“I hate to read new books.”
So begins William Hazlitt’s essay “On Reading Old Books.” The title will remind readers of C.S. Lewis’s similarly named but much more well known essay “On the Reading of Old Books,” which originally served as the introduction to a translation of Athanasius’ On the Incarnation. But beyond the general injunction to read old masters, the two essays have very little (though more than nothing) in common. Where Lewis focuses on the dangers of contemporary prejudice and the atmospheric contamination, as it were, of false assumptions—both of which we can mitigate in effect by temporarily displacing ourselves in time and space through reading—Hazlitt stresses the importance of older writers. He does this because (1) there is a greater likelihood that they are worth reading; (2) they are essential to the personal development of the individual; and (3) they are high-water marks of formal and stylistic virtuosity from which something can be learned despite philosophical disagreement.

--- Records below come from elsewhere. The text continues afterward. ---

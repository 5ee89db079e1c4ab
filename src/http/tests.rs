//! HTTP layer tests

use std::sync::Arc;
use std::time::{Duration, Instant};

use chrono::{Duration as ChronoDuration, Utc};
use serde_json::json;
use wiremock::matchers::{header, method, path, query_param};
use wiremock::{Mock, MockServer, ResponseTemplate};

use crate::auth::{AuthMethod, MemoryTokenCache, OAuth2Credentials, TokenRecord, TokenStore};
use crate::http::{HttpExecutor, HttpExecutorConfig, RateGovernor};
use crate::types::{BackoffType, StringMap};

fn fast_executor(auth: AuthMethod) -> HttpExecutor {
    let config = HttpExecutorConfig {
        max_retries: 3,
        backoff_base: Duration::from_millis(10),
        backoff_type: BackoffType::Constant,
        ..HttpExecutorConfig::default()
    };
    HttpExecutor::new(config, auth).unwrap()
}

fn no_params() -> StringMap {
    StringMap::new()
}

// ============================================================
// Rate governor
// ============================================================

#[test]
fn test_governor_unlimited_when_rate_unset() {
    assert!(!RateGovernor::per_minute(None).is_limited());
    assert!(!RateGovernor::per_minute(Some(0)).is_limited());
    assert!(!RateGovernor::unlimited().is_limited());
    assert!(RateGovernor::per_minute(Some(60)).is_limited());
}

#[test]
fn test_governor_period_from_rate() {
    assert_eq!(
        RateGovernor::per_minute(Some(60)).period(),
        Duration::from_secs(1)
    );
    assert_eq!(
        RateGovernor::per_minute(Some(120)).period(),
        Duration::from_millis(500)
    );
}

#[tokio::test]
async fn test_governor_unlimited_wait_is_instant() {
    let governor = RateGovernor::unlimited();
    let start = Instant::now();
    for _ in 0..100 {
        governor.wait().await;
    }
    assert!(start.elapsed() < Duration::from_millis(50));
}

#[tokio::test]
async fn test_governor_spaces_consecutive_permits() {
    // 1200 rpm -> 50ms between permits
    let governor = RateGovernor::per_minute(Some(1200));

    let start = Instant::now();
    for _ in 0..3 {
        governor.wait().await;
    }
    // first permit is immediate, the next two are spaced one period each
    assert!(
        start.elapsed() >= Duration::from_millis(95),
        "elapsed {:?}",
        start.elapsed()
    );
}

#[tokio::test]
async fn test_governor_clones_share_state() {
    let governor = RateGovernor::per_minute(Some(1200));
    let clone = governor.clone();

    let start = Instant::now();
    governor.wait().await;
    clone.wait().await;
    assert!(
        start.elapsed() >= Duration::from_millis(45),
        "elapsed {:?}",
        start.elapsed()
    );
}

#[tokio::test]
async fn test_governor_concurrent_callers_cannot_burst() {
    let governor = RateGovernor::per_minute(Some(1200));

    let start = Instant::now();
    let mut handles = Vec::new();
    for _ in 0..4 {
        let governor = governor.clone();
        handles.push(tokio::spawn(async move { governor.wait().await }));
    }
    for handle in handles {
        handle.await.unwrap();
    }
    // 4 permits need at least 3 periods between them
    assert!(
        start.elapsed() >= Duration::from_millis(140),
        "elapsed {:?}",
        start.elapsed()
    );
}

// ============================================================
// Executor retry behavior
// ============================================================

#[tokio::test]
async fn test_get_decodes_json_body() {
    let server = MockServer::start().await;
    Mock::given(method("GET"))
        .and(path("/items"))
        .respond_with(ResponseTemplate::new(200).set_body_json(json!({"data": [1, 2, 3]})))
        .expect(1)
        .mount(&server)
        .await;

    let executor = fast_executor(AuthMethod::None);
    let body = executor
        .get(
            &format!("{}/items", server.uri()),
            &no_params(),
            &RateGovernor::unlimited(),
        )
        .await
        .unwrap();

    assert_eq!(body["data"], json!([1, 2, 3]));
}

#[tokio::test]
async fn test_query_params_are_sent() {
    let server = MockServer::start().await;
    Mock::given(method("GET"))
        .and(path("/items"))
        .and(query_param("page", "2"))
        .and(query_param("limit", "50"))
        .respond_with(ResponseTemplate::new(200).set_body_json(json!([])))
        .expect(1)
        .mount(&server)
        .await;

    let mut params = StringMap::new();
    params.insert("page".to_string(), "2".to_string());
    params.insert("limit".to_string(), "50".to_string());

    let executor = fast_executor(AuthMethod::None);
    executor
        .get(
            &format!("{}/items", server.uri()),
            &params,
            &RateGovernor::unlimited(),
        )
        .await
        .unwrap();
}

#[tokio::test]
async fn test_retries_on_server_error_then_succeeds() {
    let server = MockServer::start().await;
    Mock::given(method("GET"))
        .and(path("/items"))
        .respond_with(ResponseTemplate::new(500))
        .up_to_n_times(2)
        .mount(&server)
        .await;
    Mock::given(method("GET"))
        .and(path("/items"))
        .respond_with(ResponseTemplate::new(200).set_body_json(json!({"ok": true})))
        .expect(1)
        .mount(&server)
        .await;

    let executor = fast_executor(AuthMethod::None);
    let body = executor
        .get(
            &format!("{}/items", server.uri()),
            &no_params(),
            &RateGovernor::unlimited(),
        )
        .await
        .unwrap();

    assert_eq!(body["ok"], json!(true));
}

#[tokio::test]
async fn test_no_retry_on_client_error() {
    let server = MockServer::start().await;
    Mock::given(method("GET"))
        .and(path("/missing"))
        .respond_with(ResponseTemplate::new(404).set_body_string("not found"))
        .expect(1)
        .mount(&server)
        .await;

    let executor = fast_executor(AuthMethod::None);
    let err = executor
        .get(
            &format!("{}/missing", server.uri()),
            &no_params(),
            &RateGovernor::unlimited(),
        )
        .await
        .unwrap_err();

    match err {
        crate::Error::HttpStatus { status, .. } => assert_eq!(status, 404),
        other => panic!("unexpected error: {other:?}"),
    }
}

#[tokio::test]
async fn test_rate_limited_honors_retry_after() {
    let server = MockServer::start().await;
    Mock::given(method("GET"))
        .and(path("/items"))
        .respond_with(
            ResponseTemplate::new(429).insert_header("retry-after", "0"),
        )
        .up_to_n_times(1)
        .mount(&server)
        .await;
    Mock::given(method("GET"))
        .and(path("/items"))
        .respond_with(ResponseTemplate::new(200).set_body_json(json!([])))
        .expect(1)
        .mount(&server)
        .await;

    let executor = fast_executor(AuthMethod::None);
    executor
        .get(
            &format!("{}/items", server.uri()),
            &no_params(),
            &RateGovernor::unlimited(),
        )
        .await
        .unwrap();
}

#[tokio::test]
async fn test_retry_budget_exhausted_carries_last_failure() {
    let server = MockServer::start().await;
    // initial attempt + 3 retries
    Mock::given(method("GET"))
        .and(path("/items"))
        .respond_with(ResponseTemplate::new(503))
        .expect(4)
        .mount(&server)
        .await;

    let executor = fast_executor(AuthMethod::None);
    let err = executor
        .get(
            &format!("{}/items", server.uri()),
            &no_params(),
            &RateGovernor::unlimited(),
        )
        .await
        .unwrap_err();

    match err {
        crate::Error::Extraction { message, source } => {
            assert!(message.contains("max retries"), "message: {message}");
            assert!(source.is_some());
        }
        other => panic!("unexpected error: {other:?}"),
    }
}

// ============================================================
// Auth integration
// ============================================================

#[tokio::test]
async fn test_bearer_token_attached() {
    let server = MockServer::start().await;
    Mock::given(method("GET"))
        .and(path("/items"))
        .and(header("authorization", "Bearer secret-token"))
        .respond_with(ResponseTemplate::new(200).set_body_json(json!([])))
        .expect(1)
        .mount(&server)
        .await;

    let executor = fast_executor(AuthMethod::Bearer {
        token: "secret-token".to_string(),
    });
    executor
        .get(
            &format!("{}/items", server.uri()),
            &no_params(),
            &RateGovernor::unlimited(),
        )
        .await
        .unwrap();
}

#[tokio::test]
async fn test_replay_transport_failure_goes_back_into_retry_loop() {
    let server = MockServer::start().await;

    Mock::given(method("POST"))
        .and(path("/oauth/token"))
        .respond_with(ResponseTemplate::new(200).set_body_json(json!({
            "access_token": "fresh-token",
            "expires_in": 3600,
        })))
        .expect(1)
        .mount(&server)
        .await;

    // stale token draws a 401, forcing the refresh
    Mock::given(method("GET"))
        .and(path("/items"))
        .and(header("authorization", "Bearer stale-token"))
        .respond_with(ResponseTemplate::new(401))
        .expect(1)
        .mount(&server)
        .await;
    // the replay times out; the next attempt with the same token succeeds
    Mock::given(method("GET"))
        .and(path("/items"))
        .and(header("authorization", "Bearer fresh-token"))
        .respond_with(
            ResponseTemplate::new(200)
                .set_delay(Duration::from_secs(2))
                .set_body_json(json!({"ok": true})),
        )
        .up_to_n_times(1)
        .mount(&server)
        .await;
    Mock::given(method("GET"))
        .and(path("/items"))
        .and(header("authorization", "Bearer fresh-token"))
        .respond_with(ResponseTemplate::new(200).set_body_json(json!({"ok": true})))
        .expect(1)
        .mount(&server)
        .await;

    let credentials = OAuth2Credentials {
        token_url: format!("{}/oauth/token", server.uri()),
        client_id: "cid".to_string(),
        client_secret: "cs".to_string(),
        redirect_uri: "http://localhost/callback".to_string(),
        scope: None,
    };
    let record = TokenRecord {
        access_token: "stale-token".to_string(),
        refresh_token: Some("rt-1".to_string()),
        expires_at: Utc::now() + ChronoDuration::hours(1),
        token_type: Some("Bearer".to_string()),
        scope: None,
    };
    let store = TokenStore::open(credentials, Box::new(MemoryTokenCache::with_record(record)))
        .await
        .unwrap();

    let config = HttpExecutorConfig {
        timeout: Duration::from_millis(300),
        max_retries: 3,
        backoff_base: Duration::from_millis(10),
        backoff_type: BackoffType::Constant,
        ..HttpExecutorConfig::default()
    };
    let executor = HttpExecutor::new(config, AuthMethod::oauth2(Arc::new(store))).unwrap();

    let body = executor
        .get(
            &format!("{}/items", server.uri()),
            &no_params(),
            &RateGovernor::unlimited(),
        )
        .await
        .unwrap();

    assert_eq!(body["ok"], json!(true));
}

#[tokio::test]
async fn test_unauthorized_refreshes_token_once_and_replays() {
    let server = MockServer::start().await;

    // Token endpoint must be hit exactly once for the forced refresh
    Mock::given(method("POST"))
        .and(path("/oauth/token"))
        .respond_with(ResponseTemplate::new(200).set_body_json(json!({
            "access_token": "fresh-token",
            "refresh_token": "rt-2",
            "expires_in": 3600,
            "token_type": "Bearer",
        })))
        .expect(1)
        .mount(&server)
        .await;

    // First API call sees the stale token and rejects it
    Mock::given(method("GET"))
        .and(path("/items"))
        .and(header("authorization", "Bearer stale-token"))
        .respond_with(ResponseTemplate::new(401))
        .expect(1)
        .mount(&server)
        .await;
    Mock::given(method("GET"))
        .and(path("/items"))
        .and(header("authorization", "Bearer fresh-token"))
        .respond_with(ResponseTemplate::new(200).set_body_json(json!({"ok": true})))
        .expect(1)
        .mount(&server)
        .await;

    let credentials = OAuth2Credentials {
        token_url: format!("{}/oauth/token", server.uri()),
        client_id: "cid".to_string(),
        client_secret: "cs".to_string(),
        redirect_uri: "http://localhost/callback".to_string(),
        scope: None,
    };
    // Token is not locally expired, so only the server-side 401 triggers refresh
    let record = TokenRecord {
        access_token: "stale-token".to_string(),
        refresh_token: Some("rt-1".to_string()),
        expires_at: Utc::now() + ChronoDuration::hours(1),
        token_type: Some("Bearer".to_string()),
        scope: None,
    };
    let store = TokenStore::open(credentials, Box::new(MemoryTokenCache::with_record(record)))
        .await
        .unwrap();

    let executor = fast_executor(AuthMethod::oauth2(Arc::new(store)));
    let body = executor
        .get(
            &format!("{}/items", server.uri()),
            &no_params(),
            &RateGovernor::unlimited(),
        )
        .await
        .unwrap();

    assert_eq!(body["ok"], json!(true));
}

This is something I’ve found myself thinking about more lately. I turned 30 last December so there’s just a greater awareness of the shortness of time I have. I also just wrapped up work on my book so I find myself with more reading time. And I’m constantly struggling with what to read–something new I’ve been wanting to pick up for awhile or whether to revisit an old favorite. Eric’s thoughts in that essay are well worth your time.